# ShoneyBoy here checking in.........



## shoneyboy (Jan 5, 2017)

Good afternoon everyone,

ShoneyBoy here........

Its been a long time since I've been on the site.....

I just wanted to take a minute and say we survived the flood of August 2016 in Louisiana...... Our house and belonging are a different story, but are just things ......

I wanted to take a minute to thank everyone that have called and texted checking on me and my family over the last few months, I truly appreciated the thoughts and prayers........

We still have a long journey ahead of us to repair the house and try to replace what we can......but I can say that there are good things that have come out  of this horrid event.......

I have met some really truly wonderful people in this world that have stood beside me through this entire process that I will never be able to thank enough......

I have learned what is truly important to me, that is my family and my friends........The material things we lost are meaningless if you don't have someone to share them with..... it's about sharing the experience that makes it memorable...........

I've never been a very religious man, but I have become closer with God....... I've find myself turning to him more and more through this process........

I have learned patience's........ patience's to deal with the things can and patience's to let go of the things I can't...........

I have learned that insurance company, mortgage company and government are NOT looking out for my best interest !!!

And the hardest one for me was, I've learned to trust people again......... I've learned that there are still some truly good people in this world...... and I can say that I have met a lot  of them through this process and can't say "Thank You" enough to them.........

All in all we are making progress, so that means the world to me.......it is not as fast as I'd like or always the way I want it, but it is progress so that means something, right?

Here are a couple pictures of the house when the water was rising on the morning of Aug 13,2016....... as we were leaving.....we ultimately had 5 1/2ft of water in the house before this was all over...... but I know that in the end I will be able to fix this.............

Again thanks for the thoughts and prayers everyone..........ShoneyBoy













13925418_10206594197403083_5425969241014079477_n.j



__ shoneyboy
__ Jan 5, 2017


















13934652_10206574671194940_2200316311360413231_n.j



__ shoneyboy
__ Jan 5, 2017


----------



## daveomak (Jan 5, 2017)

SB, evening....  Good to hear from you again....   Sounds as if you came out of the bad situation with a clear mind...  that's a good thing...   I'm glad you whipped the toughest part of healing....  All the best to you, your family and your NEW family...     Dave


----------



## SmokinAl (Jan 6, 2017)

My Gosh, that has to be a terrible experience to go through!

I'm glad to hear you came out on the other side a better man.

Some folks would have just given up!

God bless you & hope to see you on here more often!

Al


----------



## cecil (Jan 7, 2017)

Hi Shoney Boy, Glad to hear things are coming together for you and your family.

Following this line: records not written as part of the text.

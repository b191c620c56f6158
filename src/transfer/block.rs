//! Block arithmetic shared by both transfer directions.
//!
//! `block_count` sizes buffers up front; the per-block length actually used
//! on the wire is always computed live as `min(block_size, remaining)` by
//! the [`Blocks`] iterator. The two computations must agree — the property
//! test below pins that invariant.

/// Number of blocks a transfer of `total_size` bytes occupies at the given
/// nominal block size. `block_count(0, _)` is 0. `block_size` must be
/// non-zero; callers validate that during negotiation, before any block
/// arithmetic runs.
pub fn block_count(total_size: u32, block_size: u32) -> u32 {
    debug_assert!(block_size > 0, "block_size validated at negotiation");
    let total = u64::from(total_size);
    let block = u64::from(block_size);
    let mut begin = 0u64;
    let mut count = 0u32;
    while begin < total {
        count += 1;
        begin += block;
        if begin >= total {
            break;
        }
        // A tail shorter than one block is exactly one more block.
        if begin + block > total {
            count += 1;
            break;
        }
    }
    count
}

/// Length of the final block: `block_size` when `total_size` divides
/// evenly, the remainder otherwise. Zero only for an empty transfer.
pub fn residual_size(total_size: u32, block_size: u32) -> u32 {
    debug_assert!(block_size > 0, "block_size validated at negotiation");
    if total_size == 0 {
        return 0;
    }
    match total_size % block_size {
        0 => block_size,
        rem => rem,
    }
}

/// One contiguous slice of the file.
#[derive(Debug, Clone, Copy, PartialEq, Eq)]
pub struct Block {
    pub offset: u32,
    pub len: u32,
}

/// Iterate a transfer's blocks in wire order. Every block is full-size
/// except possibly the last; an empty transfer yields nothing.
#[derive(Debug, Clone)]
pub struct Blocks {
    total_size: u32,
    block_size: u32,
    offset: u32,
}

impl Blocks {
    pub fn new(total_size: u32, block_size: u32) -> Self {
        debug_assert!(block_size > 0, "block_size validated at negotiation");
        Self {
            total_size,
            block_size,
            offset: 0,
        }
    }
}

impl Iterator for Blocks {
    type Item = Block;

    fn next(&mut self) -> Option<Block> {
        if self.offset >= self.total_size {
            return None;
        }
        let remaining = self.total_size - self.offset;
        let len = remaining.min(self.block_size);
        let block = Block {
            offset: self.offset,
            len,
        };
        self.offset += len;
        Some(block)
    }
}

It is times like these that bring us closer to our Lord. We have to have faith that He will not give us anything that we can't handle although sometimes we have to wonder if he may have overdone a bit.  But remember that faith is not about things turning out OK, faith is about being OK whit how things turn out. If there is anything I can do to help I am in Gonzales PM me. Good luck with the rest of your recovery.


----------



## DanMcG (Jan 8, 2017)

hey  Shoney Boy, thank for checking in, I wasn't aware of your troubles but glad to hear you and your family are ok. Dan


----------



## shoneyboy (Jan 13, 2017)

Thanks everyone for the thoughts and prayers....... I'm working hard to get this place put back together as soon as I can....... I can't wait to fire up my  smoker again!!!!


----------



## dirtsailor2003 (Jan 13, 2017)

Hey Shoney Boy glad to hear that you and your family are okay. As you mentioned property is just that and it can be replaced.

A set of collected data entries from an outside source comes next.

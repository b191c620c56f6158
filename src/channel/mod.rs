//! The secure message channel seam.
//!
//! The transfer layer never encrypts, frames, or touches raw bytes itself.
//! It consumes an already-authenticated, already-encrypted channel through
//! the narrow [`SecureChannel`] trait: drive the handshake, send one opaque
//! payload per message, receive one message at a time. Channel operations
//! that cannot complete yet report [`ChannelStatus::Pending`] and are retried
//! in caller-side poll loops ([`handshake_ready`], [`recv_ready`]).
//!
//! [`WireTransport`] is the byte-level capability injected into channel
//! implementations; the transfer layer never calls it directly.

pub mod framed;
pub mod memory;
#[cfg(unix)]
pub mod serial;

use std::time::Duration;

use async_trait::async_trait;
use bytes::{Bytes, BytesMut};
use thiserror::Error;
use tokio::time::sleep;

/// Error code carried by a failed channel operation.
#[derive(Debug, Clone, Copy, PartialEq, Eq)]
pub enum ChannelErrorCode {
    /// Underlying transport I/O failed.
    Io,
    /// Handshake could not be completed or the peer spoke a different
    /// protocol.
    Handshake,
    /// A received frame violated the framing rules.
    Framing,
    /// The peer closed the channel.
    Closed,
}

impl ChannelErrorCode {
    pub fn as_str(self) -> &'static str {
        match self {
            ChannelErrorCode::Io => "transport I/O failure",
            ChannelErrorCode::Handshake => "handshake failure",
            ChannelErrorCode::Framing => "malformed frame",
            ChannelErrorCode::Closed => "channel closed by peer",
        }
    }
}

/// Failure surfaced by a channel implementation. Always fatal to the
/// session: there is no reconnect below the transfer layer.
#[derive(Debug, Clone, Copy, PartialEq, Eq, Error)]
#[error("{}", .code.as_str())]
pub struct ChannelError {
    pub code: ChannelErrorCode,
}

impl ChannelError {
    pub fn new(code: ChannelErrorCode) -> Self {
        Self { code }
    }

    pub fn io() -> Self {
        Self::new(ChannelErrorCode::Io)
    }

    pub fn handshake() -> Self {
        Self::new(ChannelErrorCode::Handshake)
    }

    pub fn framing() -> Self {
        Self::new(ChannelErrorCode::Framing)
    }

    pub fn closed() -> Self {
        Self::new(ChannelErrorCode::Closed)
    }
}

/// Outcome of a pollable channel operation.
#[derive(Debug)]
pub enum ChannelStatus<T> {
    /// The operation completed.
    Ready(T),
    /// Not enough progress yet; retry after a pause.
    Pending,
}

/// One decrypted message handed up by the channel.
///
/// A single encrypted message may coalesce several clear-text fragments;
/// the transfer layer treats the concatenation of all fragments, in order,
/// as the message payload.
#[derive(Debug, Clone)]
pub struct InboundMessage {
    fragments: Vec<Bytes>,
}

impl InboundMessage {
    pub fn single(payload: Bytes) -> Self {
        Self {
            fragments: vec![payload],
        }
    }

    pub fn from_fragments(fragments: Vec<Bytes>) -> Self {
        Self { fragments }
    }

    pub fn fragments(&self) -> &[Bytes] {
        &self.fragments
    }

    /// Total decrypted payload length across all fragments.
    pub fn payload_len(&self) -> usize {
        self.fragments.iter().map(Bytes::len).sum()
    }

    /// The full payload as one contiguous buffer.
    pub fn concat(&self) -> Bytes {
        match self.fragments.as_slice() {
            [single] => single.clone(),
            parts => {
                let mut buf = BytesMut::with_capacity(self.payload_len());
                for part in parts {
                    buf.extend_from_slice(part);
                }
                buf.freeze()
            }
        }
    }
}

/// An established-or-establishing secure session.
///
/// Implementations own authentication, encryption, and framing. The transfer
/// layer only ever sees opaque payload bytes and success/pending/error
/// outcomes.
#[async_trait]
pub trait SecureChannel: Send {
    /// Configure the delay-attack threshold, in milliseconds. The value is
    /// passed through to the protection machinery, never interpreted here.
    fn set_delay_threshold(&mut self, millis: u32);

    /// Drive the session handshake one step.
    async fn handshake(&mut self) -> Result<ChannelStatus<()>, ChannelError>;

    /// Encrypt and send one message carrying `payload` as a single
    /// clear-text fragment.
    async fn send(&mut self, payload: &[u8]) -> Result<(), ChannelError>;

    /// Attempt to receive one message.
    async fn recv(&mut self) -> Result<ChannelStatus<InboundMessage>, ChannelError>;
}

/// Poll the handshake until it completes, pausing `poll_interval` between
/// pending steps.
pub async fn handshake_ready<C>(
    channel: &mut C,
    poll_interval: Duration,
) -> Result<(), ChannelError>
where
    C: SecureChannel + ?Sized,
{
    loop {
        match channel.handshake().await? {
            ChannelStatus::Ready(()) => return Ok(()),
            ChannelStatus::Pending => sleep(poll_interval).await,
        }
    }
}

/// Poll `recv` until a full message arrives, pausing `poll_interval` between
/// pending attempts.
pub async fn recv_ready<C>(
    channel: &mut C,
    poll_interval: Duration,
) -> Result<InboundMessage, ChannelError>
where
    C: SecureChannel + ?Sized,
{
    loop {
        match channel.recv().await? {
            ChannelStatus::Ready(msg) => return Ok(msg),
            ChannelStatus::Pending => sleep(poll_interval).await,
        }
    }
}

/// Reliable byte transport injected into channel implementations.
///
/// `poll_read` is non-blocking and may legitimately return 0; accumulation
/// up to an expected byte count is the channel implementation's job.
pub trait WireTransport: Send {
    fn write(&mut self, bytes: &[u8]) -> std::io::Result<usize>;
    fn poll_read(&mut self, buf: &mut [u8]) -> std::io::Result<usize>;
}

/// Millisecond clock, injected where wall time is needed so nothing in the
/// crate reaches for a process-wide singleton.
pub trait Clock: Send + Sync {
    fn now_millis(&self) -> u64;
}

/// [`Clock`] backed by the system clock.
#[derive(Debug, Clone, Copy, Default)]
pub struct SystemClock;

impl Clock for SystemClock {
    fn now_millis(&self) -> u64 {
        std::time::SystemTime::now()
            .duration_since(std::time::UNIX_EPOCH)
            .unwrap_or_default()
            .as_millis() as u64
    }
}

#[cfg(test)]
mod tests {
    use super::*;

    #[test]
    fn test_message_concat_single_is_cheap() {
        let msg = InboundMessage::single(Bytes::from_static(b"hello"));
        assert_eq!(msg.payload_len(), 5);
        assert_eq!(msg.concat().as_ref(), b"hello");
    }

    #[test]
    fn test_message_concat_joins_fragments_in_order() {
        let msg = InboundMessage::from_fragments(vec![
            Bytes::from_static(b"ab"),
            Bytes::from_static(b""),
            Bytes::from_static(b"cde"),
        ]);
        assert_eq!(msg.payload_len(), 5);
        assert_eq!(msg.concat().as_ref(), b"abcde");
        assert_eq!(msg.fragments().len(), 3);
    }

    #[test]
    fn test_channel_error_display() {
        assert_eq!(ChannelError::closed().to_string(), "channel closed by peer");
    }
}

Hope you get things put back together soon so you can get back to doing things you like to do and not things you have to do to survive! Let us know how things are going. Looking forward to seeing your smokes again.


----------



## mike5051 (Jan 13, 2017)

Thanks ShoneyBoy!  August 2016 seems like a lifetime ago for me.  I was sitting here lamenting over not seeing my daughter since she went "off" to college.  She spent a lot of weekends with me since I divorced her mother,and was my cooking inspiration.  She's now at Tulane, 15 minutes away, but thinks if she visited me, it would be too hard to go back to her dorm.  I was sitting here feeling like crap, and came across your thread.  

Flooding is devastating!  My family lost everything in the May 3'rd flood, and then came Katrina!  We just never give up and keep coming back!  The flooding in your area didn't get the support deserved.  I hope thing get better for you and thanks again for putting things in perspective for me.  

Mike


----------